What is required: Which lines in the listing below contain the word "type"? Copy each one.

Input data:
_ _ _ _ _

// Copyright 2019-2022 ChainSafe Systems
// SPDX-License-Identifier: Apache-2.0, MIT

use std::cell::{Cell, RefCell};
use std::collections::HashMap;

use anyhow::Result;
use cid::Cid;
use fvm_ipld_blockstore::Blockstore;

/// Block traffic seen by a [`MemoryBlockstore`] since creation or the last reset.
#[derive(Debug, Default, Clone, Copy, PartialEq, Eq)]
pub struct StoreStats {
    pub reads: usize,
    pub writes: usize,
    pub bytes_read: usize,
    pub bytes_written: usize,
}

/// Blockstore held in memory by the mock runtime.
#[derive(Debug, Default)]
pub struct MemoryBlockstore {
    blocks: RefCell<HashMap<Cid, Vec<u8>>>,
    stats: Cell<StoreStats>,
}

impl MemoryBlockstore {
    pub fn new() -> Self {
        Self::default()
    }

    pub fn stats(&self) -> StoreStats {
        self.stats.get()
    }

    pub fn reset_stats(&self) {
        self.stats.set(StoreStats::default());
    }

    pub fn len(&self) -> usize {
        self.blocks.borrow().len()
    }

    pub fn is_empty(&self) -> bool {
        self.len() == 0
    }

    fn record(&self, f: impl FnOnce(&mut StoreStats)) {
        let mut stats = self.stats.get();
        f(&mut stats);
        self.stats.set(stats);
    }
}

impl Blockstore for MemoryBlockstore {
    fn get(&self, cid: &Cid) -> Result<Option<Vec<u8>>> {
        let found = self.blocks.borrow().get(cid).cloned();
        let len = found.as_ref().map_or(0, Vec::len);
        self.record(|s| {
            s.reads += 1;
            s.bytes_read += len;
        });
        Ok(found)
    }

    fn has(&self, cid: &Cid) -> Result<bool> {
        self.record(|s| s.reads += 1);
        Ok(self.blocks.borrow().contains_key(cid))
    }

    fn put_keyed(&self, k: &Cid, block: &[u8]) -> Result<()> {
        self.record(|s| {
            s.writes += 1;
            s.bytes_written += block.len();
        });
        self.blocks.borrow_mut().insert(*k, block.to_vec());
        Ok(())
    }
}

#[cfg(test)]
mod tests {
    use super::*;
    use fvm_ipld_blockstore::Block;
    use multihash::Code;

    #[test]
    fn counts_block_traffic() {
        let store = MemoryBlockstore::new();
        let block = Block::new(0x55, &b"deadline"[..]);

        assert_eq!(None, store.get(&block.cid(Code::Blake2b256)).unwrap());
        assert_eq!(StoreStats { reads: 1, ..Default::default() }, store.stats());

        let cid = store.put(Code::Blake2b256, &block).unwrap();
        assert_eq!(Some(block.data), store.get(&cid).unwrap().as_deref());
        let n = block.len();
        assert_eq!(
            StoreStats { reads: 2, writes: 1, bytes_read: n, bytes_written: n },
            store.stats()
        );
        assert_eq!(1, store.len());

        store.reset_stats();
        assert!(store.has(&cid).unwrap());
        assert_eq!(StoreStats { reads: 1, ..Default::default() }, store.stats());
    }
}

_ _ _ _ _

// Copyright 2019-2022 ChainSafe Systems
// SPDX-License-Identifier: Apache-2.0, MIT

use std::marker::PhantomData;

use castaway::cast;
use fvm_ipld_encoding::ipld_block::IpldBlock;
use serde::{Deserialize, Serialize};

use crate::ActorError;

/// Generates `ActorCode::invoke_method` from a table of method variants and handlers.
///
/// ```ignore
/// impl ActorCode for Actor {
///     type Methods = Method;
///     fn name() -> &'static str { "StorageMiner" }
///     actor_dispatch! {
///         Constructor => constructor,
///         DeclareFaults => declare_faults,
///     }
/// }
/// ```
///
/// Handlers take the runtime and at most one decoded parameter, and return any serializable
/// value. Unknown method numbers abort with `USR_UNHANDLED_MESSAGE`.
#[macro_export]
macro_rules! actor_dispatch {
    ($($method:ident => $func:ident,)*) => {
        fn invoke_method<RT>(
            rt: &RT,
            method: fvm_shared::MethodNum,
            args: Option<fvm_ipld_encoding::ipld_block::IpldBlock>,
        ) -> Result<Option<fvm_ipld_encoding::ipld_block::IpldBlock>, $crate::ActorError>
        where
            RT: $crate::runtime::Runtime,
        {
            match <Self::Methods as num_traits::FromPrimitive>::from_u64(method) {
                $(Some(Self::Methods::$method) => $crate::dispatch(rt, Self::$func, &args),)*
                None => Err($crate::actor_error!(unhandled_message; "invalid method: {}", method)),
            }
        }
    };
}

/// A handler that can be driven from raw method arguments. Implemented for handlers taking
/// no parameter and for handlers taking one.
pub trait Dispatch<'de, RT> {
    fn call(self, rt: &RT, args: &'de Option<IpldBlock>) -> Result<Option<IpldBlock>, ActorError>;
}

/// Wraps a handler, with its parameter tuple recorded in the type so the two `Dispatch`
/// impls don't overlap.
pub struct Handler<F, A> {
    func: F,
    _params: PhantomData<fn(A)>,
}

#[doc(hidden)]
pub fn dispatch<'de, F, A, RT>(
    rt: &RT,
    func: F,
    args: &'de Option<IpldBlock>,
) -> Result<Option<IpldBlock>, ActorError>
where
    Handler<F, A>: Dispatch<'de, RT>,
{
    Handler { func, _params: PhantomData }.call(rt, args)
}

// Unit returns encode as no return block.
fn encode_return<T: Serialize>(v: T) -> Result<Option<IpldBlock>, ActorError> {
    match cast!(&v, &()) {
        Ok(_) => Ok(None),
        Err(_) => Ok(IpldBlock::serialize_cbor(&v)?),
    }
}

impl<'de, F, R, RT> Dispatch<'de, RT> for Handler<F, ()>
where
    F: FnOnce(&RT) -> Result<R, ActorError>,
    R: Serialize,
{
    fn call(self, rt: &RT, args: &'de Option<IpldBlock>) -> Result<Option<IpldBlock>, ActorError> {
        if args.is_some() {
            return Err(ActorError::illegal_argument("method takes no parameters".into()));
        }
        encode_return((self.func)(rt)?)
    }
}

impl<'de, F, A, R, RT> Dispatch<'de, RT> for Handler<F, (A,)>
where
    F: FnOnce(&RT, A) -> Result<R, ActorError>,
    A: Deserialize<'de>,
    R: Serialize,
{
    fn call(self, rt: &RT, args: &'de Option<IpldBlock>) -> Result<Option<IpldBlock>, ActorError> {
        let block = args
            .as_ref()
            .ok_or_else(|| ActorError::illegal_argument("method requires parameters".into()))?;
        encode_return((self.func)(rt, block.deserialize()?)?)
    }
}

_ _ _ _ _

Exercise solution:
///     type Methods = Method;
/// Wraps a handler, with its parameter tuple recorded in the type so the two `Dispatch`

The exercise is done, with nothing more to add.